> **Exercise prompt**
From the data below, return each line in which the string "description" is found.

> **Available data**
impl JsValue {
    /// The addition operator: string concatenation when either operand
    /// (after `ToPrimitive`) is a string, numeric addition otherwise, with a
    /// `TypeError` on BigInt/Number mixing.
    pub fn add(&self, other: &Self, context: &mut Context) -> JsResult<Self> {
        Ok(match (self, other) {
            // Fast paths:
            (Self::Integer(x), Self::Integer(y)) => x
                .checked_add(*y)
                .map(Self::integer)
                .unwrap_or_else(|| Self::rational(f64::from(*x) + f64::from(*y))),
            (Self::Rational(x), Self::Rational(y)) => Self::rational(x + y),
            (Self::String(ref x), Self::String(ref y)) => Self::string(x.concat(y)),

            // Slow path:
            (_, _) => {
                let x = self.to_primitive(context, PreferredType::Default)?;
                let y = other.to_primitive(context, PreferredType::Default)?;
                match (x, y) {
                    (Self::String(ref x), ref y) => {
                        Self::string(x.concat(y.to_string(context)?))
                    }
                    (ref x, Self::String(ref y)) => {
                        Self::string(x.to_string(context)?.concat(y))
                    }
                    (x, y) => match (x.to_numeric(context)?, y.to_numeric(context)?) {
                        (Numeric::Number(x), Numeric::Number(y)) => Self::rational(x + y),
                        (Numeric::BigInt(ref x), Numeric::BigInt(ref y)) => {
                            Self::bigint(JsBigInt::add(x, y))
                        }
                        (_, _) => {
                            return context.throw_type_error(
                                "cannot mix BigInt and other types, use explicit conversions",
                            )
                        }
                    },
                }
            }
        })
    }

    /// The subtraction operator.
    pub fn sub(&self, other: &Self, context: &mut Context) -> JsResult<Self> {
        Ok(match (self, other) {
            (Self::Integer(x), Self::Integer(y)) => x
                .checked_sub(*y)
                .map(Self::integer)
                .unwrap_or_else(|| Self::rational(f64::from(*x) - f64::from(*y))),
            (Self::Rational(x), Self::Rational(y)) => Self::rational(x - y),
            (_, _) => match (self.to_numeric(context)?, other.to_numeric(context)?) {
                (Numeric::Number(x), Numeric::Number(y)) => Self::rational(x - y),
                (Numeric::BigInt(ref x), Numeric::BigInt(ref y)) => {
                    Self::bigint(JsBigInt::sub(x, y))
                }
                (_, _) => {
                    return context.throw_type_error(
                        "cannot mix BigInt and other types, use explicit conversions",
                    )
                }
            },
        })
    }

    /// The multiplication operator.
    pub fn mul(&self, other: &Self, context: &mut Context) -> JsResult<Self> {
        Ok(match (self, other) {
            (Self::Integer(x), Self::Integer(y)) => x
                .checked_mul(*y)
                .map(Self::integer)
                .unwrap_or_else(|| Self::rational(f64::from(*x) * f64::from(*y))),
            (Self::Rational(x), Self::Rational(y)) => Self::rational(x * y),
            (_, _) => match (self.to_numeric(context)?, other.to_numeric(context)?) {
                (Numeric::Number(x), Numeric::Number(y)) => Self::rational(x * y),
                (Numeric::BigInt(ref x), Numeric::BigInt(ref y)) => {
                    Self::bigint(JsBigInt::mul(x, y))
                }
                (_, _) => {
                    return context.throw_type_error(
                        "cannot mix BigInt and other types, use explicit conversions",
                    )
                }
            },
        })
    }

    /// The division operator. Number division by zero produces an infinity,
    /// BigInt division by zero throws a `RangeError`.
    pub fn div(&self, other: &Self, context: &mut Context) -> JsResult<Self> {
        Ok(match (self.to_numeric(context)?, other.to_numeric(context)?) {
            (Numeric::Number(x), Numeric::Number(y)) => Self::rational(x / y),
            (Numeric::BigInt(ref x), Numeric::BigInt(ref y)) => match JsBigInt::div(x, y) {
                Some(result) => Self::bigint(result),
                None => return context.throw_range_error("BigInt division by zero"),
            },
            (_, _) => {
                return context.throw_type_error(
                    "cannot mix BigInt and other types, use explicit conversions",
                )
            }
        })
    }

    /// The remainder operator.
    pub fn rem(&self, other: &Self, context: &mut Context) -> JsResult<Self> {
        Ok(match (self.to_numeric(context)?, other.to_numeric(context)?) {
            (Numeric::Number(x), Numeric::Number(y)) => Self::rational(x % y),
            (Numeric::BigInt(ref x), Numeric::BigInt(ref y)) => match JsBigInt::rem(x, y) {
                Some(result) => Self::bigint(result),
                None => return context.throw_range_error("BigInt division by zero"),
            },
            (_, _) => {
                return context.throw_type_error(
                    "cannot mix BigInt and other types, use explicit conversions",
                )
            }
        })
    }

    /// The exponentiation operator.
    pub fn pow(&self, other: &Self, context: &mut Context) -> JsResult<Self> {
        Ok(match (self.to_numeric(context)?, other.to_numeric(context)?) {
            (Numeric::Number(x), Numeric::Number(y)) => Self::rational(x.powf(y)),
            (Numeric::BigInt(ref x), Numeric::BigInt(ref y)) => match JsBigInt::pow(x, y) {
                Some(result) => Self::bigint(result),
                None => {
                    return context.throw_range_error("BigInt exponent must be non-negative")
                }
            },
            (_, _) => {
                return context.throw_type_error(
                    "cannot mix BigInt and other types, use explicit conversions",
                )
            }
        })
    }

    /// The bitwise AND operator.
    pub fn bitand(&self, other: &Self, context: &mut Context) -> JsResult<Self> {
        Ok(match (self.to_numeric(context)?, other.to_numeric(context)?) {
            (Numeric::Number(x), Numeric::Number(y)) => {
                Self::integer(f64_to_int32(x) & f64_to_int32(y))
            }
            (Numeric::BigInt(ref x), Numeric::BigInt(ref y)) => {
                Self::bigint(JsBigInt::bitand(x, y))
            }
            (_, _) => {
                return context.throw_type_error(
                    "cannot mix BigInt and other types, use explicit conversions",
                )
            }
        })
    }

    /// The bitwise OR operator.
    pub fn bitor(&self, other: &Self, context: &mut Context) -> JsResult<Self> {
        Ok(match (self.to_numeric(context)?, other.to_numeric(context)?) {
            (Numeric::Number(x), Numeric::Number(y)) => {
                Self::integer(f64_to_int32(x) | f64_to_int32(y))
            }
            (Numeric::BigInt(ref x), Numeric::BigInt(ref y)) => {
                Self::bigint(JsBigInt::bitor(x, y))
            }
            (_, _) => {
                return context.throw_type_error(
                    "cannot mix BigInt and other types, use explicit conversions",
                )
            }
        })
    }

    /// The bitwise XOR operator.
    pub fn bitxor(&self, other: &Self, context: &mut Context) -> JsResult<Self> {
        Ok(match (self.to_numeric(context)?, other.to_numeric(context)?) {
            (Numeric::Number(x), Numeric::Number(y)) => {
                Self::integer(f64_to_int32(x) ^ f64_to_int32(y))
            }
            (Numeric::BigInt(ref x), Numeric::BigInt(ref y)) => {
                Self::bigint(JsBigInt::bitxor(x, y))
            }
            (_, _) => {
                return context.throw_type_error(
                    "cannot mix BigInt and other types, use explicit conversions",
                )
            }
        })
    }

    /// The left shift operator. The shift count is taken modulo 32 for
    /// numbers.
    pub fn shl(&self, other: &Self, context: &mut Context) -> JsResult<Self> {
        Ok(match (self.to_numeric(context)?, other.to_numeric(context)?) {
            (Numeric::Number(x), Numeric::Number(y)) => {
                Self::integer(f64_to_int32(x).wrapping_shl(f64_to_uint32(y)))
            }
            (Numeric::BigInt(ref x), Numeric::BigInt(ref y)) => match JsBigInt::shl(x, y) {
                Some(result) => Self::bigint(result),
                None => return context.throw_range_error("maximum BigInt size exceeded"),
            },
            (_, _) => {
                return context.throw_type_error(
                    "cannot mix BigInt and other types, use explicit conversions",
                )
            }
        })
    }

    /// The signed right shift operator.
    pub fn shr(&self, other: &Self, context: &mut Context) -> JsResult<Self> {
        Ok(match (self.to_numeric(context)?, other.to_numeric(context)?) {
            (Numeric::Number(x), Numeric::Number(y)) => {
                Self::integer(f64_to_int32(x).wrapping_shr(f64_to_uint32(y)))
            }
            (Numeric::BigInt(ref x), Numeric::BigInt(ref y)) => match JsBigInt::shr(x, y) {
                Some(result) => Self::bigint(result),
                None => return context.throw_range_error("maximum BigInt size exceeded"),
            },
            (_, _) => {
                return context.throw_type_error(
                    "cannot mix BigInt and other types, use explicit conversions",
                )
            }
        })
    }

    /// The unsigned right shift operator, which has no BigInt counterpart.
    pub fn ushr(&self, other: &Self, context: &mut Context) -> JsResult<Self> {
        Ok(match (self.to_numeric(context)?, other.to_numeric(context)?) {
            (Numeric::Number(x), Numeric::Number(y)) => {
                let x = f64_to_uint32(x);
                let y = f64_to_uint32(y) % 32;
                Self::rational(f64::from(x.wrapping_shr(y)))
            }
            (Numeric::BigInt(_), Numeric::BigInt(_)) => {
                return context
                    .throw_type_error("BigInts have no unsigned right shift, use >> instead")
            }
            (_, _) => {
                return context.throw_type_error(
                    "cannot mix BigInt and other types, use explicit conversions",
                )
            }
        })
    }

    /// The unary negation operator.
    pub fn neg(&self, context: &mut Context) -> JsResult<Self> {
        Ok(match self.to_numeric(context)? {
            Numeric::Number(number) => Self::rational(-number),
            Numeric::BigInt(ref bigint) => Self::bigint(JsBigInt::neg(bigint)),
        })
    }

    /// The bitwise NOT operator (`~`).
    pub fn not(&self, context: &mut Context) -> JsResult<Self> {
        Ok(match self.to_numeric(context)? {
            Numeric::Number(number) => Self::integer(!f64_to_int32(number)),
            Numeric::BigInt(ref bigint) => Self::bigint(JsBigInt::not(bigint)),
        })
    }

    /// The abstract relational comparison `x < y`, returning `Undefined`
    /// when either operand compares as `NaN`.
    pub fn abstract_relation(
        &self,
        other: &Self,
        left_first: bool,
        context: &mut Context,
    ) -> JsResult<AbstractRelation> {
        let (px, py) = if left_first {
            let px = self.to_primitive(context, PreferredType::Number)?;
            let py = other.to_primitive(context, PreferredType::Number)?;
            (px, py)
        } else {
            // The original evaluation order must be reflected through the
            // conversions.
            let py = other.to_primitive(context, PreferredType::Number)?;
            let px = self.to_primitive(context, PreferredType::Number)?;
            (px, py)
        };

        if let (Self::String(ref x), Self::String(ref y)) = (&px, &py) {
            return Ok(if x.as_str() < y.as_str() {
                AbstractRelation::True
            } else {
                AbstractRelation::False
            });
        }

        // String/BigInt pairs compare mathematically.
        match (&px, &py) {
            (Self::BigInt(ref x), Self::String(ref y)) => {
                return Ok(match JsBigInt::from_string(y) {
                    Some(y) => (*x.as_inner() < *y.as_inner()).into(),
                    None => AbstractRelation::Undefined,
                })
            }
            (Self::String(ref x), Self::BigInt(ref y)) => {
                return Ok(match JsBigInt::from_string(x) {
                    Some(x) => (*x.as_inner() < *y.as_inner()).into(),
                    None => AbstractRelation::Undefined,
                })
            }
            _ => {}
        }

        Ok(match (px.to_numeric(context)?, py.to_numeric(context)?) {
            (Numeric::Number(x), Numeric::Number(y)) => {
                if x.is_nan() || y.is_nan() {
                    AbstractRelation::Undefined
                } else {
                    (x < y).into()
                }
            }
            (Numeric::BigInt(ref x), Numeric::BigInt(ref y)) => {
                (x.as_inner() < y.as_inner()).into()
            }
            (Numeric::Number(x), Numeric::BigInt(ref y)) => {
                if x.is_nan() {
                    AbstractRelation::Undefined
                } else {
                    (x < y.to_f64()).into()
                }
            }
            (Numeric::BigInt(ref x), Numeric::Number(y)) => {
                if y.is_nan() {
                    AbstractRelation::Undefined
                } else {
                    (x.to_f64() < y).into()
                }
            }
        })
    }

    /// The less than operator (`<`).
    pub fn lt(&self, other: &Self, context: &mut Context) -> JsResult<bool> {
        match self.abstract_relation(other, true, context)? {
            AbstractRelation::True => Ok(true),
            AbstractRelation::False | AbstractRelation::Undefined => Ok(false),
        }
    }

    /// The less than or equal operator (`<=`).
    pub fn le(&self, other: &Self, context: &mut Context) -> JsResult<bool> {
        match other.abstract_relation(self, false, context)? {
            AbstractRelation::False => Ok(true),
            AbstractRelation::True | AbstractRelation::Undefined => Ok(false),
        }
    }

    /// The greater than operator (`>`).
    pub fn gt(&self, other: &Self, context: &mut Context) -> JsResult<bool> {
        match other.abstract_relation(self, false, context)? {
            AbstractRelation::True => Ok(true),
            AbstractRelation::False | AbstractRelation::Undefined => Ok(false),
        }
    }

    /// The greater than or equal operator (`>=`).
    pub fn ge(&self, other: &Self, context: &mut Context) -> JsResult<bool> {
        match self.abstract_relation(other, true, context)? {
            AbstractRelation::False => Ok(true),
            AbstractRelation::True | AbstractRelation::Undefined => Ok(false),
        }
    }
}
---
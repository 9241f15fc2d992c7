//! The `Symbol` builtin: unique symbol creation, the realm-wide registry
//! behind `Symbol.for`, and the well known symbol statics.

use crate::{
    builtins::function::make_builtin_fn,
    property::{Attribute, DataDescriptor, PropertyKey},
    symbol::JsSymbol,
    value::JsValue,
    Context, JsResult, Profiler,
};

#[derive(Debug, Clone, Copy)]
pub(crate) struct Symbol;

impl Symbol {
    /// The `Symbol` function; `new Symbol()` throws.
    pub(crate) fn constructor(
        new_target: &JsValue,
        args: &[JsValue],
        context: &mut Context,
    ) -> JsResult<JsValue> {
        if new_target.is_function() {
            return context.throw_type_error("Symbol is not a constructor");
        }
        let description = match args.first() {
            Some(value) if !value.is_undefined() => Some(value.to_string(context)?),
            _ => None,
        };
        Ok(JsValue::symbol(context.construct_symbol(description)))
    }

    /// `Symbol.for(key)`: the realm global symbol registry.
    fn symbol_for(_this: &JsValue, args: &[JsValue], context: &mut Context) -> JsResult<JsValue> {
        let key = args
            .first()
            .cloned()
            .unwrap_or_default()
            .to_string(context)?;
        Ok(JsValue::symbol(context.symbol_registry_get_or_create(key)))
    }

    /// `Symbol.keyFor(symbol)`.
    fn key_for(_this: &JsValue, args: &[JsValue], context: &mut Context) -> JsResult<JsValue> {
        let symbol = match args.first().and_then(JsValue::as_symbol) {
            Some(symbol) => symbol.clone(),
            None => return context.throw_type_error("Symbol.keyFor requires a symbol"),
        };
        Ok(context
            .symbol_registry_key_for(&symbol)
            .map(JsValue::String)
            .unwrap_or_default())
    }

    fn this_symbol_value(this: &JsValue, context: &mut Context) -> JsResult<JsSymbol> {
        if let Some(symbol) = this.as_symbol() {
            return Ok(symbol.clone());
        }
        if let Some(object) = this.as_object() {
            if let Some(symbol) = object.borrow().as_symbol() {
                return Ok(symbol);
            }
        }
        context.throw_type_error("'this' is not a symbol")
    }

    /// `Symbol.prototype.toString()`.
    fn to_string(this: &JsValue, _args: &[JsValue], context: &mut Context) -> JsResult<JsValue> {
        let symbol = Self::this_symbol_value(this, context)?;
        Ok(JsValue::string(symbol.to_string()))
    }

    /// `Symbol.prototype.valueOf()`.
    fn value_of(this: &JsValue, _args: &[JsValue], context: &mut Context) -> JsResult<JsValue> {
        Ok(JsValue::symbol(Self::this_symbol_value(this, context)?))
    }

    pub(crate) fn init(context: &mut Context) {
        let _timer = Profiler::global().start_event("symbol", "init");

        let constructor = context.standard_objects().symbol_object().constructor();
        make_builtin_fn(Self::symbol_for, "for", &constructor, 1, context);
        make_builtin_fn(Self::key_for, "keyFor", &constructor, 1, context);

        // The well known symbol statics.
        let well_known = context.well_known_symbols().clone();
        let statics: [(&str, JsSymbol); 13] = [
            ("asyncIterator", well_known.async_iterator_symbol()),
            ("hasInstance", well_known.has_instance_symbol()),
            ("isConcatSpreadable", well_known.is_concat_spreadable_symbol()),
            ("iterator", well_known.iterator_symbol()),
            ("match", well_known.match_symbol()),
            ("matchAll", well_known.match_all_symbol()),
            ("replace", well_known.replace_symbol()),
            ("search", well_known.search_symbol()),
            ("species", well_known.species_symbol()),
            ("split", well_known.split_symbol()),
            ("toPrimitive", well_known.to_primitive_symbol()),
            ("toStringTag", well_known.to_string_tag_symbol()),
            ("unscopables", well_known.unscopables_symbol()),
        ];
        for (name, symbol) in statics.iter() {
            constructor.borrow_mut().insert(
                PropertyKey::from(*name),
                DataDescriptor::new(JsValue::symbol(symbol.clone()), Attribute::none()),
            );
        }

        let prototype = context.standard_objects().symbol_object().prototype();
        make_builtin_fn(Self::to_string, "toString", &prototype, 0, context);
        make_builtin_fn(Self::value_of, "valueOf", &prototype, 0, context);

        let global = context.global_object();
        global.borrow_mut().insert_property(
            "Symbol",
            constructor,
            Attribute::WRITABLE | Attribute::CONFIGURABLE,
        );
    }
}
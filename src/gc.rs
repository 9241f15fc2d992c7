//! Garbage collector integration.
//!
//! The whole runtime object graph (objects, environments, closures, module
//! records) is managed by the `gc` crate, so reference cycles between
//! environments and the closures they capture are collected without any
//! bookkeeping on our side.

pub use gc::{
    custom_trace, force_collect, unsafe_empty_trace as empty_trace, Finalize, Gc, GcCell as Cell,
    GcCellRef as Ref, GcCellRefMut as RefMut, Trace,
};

> **Task solution**
        let description = match args.first() {
        Ok(JsValue::symbol(context.construct_symbol(description)))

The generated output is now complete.